Fig. 4

(A) Orthogonal views of the cfos prey capture brain activity map with the registered calb2a FISH and anti-Calretinin immunostaining. An ROI is drawn around the cfos-positive SGN area (yellow). Scale bar, 100 μm. A, anterior; D, dorsal; P, posterior; V, ventral. (B) Enlargement of the cfos-positive SGN area. Possible colabeling was identified between the registered cfos and calb2a data. (C) Multiplexed FISH of calb2a and cfos verified the suggested colabeling (arrowheads). A single focal plane of an individual larva is shown. Scale bar, 10 μm. (D) Expression patterns of several NPY receptors in the same single z plane (z261).

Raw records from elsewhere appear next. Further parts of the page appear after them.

//! # Módulo UI — Estado de Interação e Colaboradores Visuais
//!
//! A página tem só duas interações, ambas com uma única variável de estado:
//!
//! - [`ExpandedCard`] / [`CardSelector`] — qual card de arquitetura está aberto
//! - [`Tab`] — qual painel da seção de aplicações está visível
//!
//! Além delas, o [`IconResolver`] é o ponto de extensão para o kit visual:
//! recebe um symbol-id e devolve um glifo.

pub mod icons;
pub mod selector;
pub mod tabs;

pub use icons::{GlyphIcons, IconResolver};
pub use selector::{CardSelector, ExpandedCard};
pub use tabs::Tab;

The yellow line labels the cfos + SGN area. npy1r shows strong expression within the SGN, which is not seen for the other tested NPY receptors. Scale bar, 100 μm. (E) The ROI drawn in (A) was used to search for single neurons whose somas are within the ROI. Thirty-two neurons were identified, mirrored onto the left hemisphere [see (20)] and hierarchically clustered according to their morphology. One cluster of Purkinje cells (cluster 2) projecting to the octavolateralis nucleus was identified, as well as three clusters of SGN neurons, with projections to the contralateral hindbrain (cluster 1), to the contralateral retinal AF7 and tectum through the postoptic commissure (cluster 3), and to the hypothalamus (cluster 4).